GOAL OF THE EXERCISE |
Count every line below in which "enum" occurs, then give only the count.

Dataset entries
------------------------------------------------------------
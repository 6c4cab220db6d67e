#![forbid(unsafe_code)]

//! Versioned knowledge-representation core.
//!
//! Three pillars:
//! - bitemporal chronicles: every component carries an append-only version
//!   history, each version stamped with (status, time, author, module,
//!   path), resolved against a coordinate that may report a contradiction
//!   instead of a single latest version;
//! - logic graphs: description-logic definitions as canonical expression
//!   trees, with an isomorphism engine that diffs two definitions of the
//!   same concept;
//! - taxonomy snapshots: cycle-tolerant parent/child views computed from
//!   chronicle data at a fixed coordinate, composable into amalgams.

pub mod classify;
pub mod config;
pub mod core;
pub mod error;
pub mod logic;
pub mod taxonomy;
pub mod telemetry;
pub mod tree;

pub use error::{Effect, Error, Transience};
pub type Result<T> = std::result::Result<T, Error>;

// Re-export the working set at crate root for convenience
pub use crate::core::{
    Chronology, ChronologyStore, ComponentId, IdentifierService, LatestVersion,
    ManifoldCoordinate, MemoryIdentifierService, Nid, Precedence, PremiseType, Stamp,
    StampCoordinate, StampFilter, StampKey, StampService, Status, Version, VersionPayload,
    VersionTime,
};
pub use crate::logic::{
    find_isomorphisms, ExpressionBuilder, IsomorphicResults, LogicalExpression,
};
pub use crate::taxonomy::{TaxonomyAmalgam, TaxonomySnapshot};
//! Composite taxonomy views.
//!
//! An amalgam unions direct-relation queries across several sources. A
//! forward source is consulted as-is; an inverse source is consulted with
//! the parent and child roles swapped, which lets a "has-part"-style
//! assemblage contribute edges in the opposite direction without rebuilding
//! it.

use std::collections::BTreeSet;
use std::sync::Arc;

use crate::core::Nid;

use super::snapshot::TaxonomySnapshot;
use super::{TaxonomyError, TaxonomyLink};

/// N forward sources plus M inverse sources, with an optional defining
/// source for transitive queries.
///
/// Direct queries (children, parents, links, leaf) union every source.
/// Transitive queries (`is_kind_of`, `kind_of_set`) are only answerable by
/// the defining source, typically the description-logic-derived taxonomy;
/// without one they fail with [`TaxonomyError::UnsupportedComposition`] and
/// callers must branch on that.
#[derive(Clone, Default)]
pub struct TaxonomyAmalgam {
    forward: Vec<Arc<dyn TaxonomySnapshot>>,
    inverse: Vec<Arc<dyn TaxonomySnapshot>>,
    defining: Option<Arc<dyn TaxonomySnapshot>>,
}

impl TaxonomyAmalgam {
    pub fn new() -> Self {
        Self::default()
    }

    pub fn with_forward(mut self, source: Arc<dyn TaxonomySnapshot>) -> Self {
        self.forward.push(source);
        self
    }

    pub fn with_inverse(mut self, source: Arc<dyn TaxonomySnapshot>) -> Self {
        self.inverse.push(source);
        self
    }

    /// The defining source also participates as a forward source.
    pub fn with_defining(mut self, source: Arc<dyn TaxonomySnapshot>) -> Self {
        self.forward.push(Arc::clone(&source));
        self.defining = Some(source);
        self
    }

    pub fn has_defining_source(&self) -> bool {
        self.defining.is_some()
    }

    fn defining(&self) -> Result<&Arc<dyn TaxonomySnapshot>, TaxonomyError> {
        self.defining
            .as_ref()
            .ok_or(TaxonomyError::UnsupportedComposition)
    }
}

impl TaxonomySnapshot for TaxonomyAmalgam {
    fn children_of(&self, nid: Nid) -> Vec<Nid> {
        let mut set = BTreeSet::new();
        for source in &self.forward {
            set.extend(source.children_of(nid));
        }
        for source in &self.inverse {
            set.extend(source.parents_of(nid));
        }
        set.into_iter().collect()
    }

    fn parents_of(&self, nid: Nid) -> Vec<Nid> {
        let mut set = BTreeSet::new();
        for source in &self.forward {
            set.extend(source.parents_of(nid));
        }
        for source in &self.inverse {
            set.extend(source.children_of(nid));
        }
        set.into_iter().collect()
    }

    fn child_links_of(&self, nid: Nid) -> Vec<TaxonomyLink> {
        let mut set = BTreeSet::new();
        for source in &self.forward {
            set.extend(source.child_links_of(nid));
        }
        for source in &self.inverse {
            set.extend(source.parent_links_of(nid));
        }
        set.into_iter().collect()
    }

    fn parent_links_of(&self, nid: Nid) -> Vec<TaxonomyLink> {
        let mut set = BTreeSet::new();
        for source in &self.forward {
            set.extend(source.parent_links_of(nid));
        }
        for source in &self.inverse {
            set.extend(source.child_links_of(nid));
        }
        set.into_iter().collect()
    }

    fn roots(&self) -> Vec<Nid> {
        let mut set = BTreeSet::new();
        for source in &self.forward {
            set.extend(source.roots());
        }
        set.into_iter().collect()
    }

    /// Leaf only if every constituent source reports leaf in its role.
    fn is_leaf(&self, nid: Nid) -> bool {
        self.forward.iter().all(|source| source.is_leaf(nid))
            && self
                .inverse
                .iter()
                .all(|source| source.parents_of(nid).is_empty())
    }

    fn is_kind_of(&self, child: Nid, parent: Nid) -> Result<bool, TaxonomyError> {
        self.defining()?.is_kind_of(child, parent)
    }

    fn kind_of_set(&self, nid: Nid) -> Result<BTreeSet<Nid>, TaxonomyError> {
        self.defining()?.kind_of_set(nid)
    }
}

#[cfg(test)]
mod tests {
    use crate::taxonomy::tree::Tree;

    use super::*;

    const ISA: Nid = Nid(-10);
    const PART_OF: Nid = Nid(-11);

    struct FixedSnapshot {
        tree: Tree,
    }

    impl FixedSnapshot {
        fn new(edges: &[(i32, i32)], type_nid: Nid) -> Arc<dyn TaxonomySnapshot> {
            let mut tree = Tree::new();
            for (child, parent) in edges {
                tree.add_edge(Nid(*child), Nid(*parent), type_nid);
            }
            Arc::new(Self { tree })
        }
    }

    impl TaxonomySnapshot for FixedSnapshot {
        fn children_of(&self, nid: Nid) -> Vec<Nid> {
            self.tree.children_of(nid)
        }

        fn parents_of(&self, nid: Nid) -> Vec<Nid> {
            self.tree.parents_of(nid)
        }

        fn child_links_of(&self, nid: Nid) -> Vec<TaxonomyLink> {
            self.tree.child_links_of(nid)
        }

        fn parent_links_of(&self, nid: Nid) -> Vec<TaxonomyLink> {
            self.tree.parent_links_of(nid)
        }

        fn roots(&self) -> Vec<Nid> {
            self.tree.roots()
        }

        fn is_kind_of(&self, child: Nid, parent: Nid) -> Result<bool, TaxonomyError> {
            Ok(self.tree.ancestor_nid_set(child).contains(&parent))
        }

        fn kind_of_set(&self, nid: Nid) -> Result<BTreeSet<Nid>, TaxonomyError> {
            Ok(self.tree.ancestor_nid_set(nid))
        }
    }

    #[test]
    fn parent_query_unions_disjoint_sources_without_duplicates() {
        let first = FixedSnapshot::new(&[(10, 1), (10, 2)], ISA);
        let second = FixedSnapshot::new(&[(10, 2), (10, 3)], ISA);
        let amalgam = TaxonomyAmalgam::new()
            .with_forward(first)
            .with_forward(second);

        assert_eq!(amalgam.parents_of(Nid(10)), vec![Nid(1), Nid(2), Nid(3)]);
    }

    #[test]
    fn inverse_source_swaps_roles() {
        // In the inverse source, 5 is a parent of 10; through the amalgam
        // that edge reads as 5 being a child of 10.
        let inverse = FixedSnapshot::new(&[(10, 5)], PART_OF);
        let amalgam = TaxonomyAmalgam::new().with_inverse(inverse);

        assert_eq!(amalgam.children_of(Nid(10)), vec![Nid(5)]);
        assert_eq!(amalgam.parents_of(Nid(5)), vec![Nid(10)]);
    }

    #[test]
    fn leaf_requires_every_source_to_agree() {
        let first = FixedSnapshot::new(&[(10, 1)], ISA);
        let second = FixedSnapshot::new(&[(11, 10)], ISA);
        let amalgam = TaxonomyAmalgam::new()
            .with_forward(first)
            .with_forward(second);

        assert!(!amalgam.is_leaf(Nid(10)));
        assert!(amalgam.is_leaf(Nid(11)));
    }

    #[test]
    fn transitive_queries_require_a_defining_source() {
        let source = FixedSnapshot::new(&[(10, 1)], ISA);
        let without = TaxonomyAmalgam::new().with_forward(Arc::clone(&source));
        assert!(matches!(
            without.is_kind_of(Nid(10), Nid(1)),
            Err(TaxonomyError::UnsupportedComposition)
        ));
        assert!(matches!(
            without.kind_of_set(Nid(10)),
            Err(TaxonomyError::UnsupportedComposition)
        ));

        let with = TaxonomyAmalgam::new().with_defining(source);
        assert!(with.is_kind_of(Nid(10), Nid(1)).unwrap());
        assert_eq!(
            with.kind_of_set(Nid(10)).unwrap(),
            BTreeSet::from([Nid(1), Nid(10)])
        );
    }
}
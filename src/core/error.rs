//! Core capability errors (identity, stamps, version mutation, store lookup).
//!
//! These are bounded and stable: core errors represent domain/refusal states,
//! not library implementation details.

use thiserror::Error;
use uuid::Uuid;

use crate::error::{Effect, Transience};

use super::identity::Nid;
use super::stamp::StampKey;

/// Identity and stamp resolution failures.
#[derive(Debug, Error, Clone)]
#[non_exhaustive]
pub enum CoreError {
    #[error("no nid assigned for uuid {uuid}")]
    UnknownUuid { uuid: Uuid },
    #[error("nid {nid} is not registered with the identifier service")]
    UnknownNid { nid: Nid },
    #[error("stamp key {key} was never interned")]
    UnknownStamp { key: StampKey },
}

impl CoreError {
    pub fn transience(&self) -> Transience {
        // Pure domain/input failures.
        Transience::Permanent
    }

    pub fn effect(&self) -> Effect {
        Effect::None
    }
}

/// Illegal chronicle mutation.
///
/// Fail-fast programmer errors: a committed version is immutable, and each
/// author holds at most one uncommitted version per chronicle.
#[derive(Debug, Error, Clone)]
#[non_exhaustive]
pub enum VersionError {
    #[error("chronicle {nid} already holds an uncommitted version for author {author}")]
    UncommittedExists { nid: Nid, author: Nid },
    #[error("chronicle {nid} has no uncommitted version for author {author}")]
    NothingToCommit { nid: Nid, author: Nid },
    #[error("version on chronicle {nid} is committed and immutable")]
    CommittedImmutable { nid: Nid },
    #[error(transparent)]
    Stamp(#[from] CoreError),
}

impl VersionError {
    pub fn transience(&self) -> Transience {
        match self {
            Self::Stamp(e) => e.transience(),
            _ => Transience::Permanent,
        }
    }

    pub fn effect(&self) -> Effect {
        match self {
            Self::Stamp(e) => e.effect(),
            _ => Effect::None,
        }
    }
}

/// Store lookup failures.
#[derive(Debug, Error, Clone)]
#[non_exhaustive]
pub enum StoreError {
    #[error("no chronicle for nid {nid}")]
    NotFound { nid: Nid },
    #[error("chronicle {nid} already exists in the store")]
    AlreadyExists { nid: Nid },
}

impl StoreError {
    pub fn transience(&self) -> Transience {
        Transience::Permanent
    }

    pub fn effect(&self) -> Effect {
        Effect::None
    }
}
------------------------------------------------------------
EXPECTED ANSWER |
3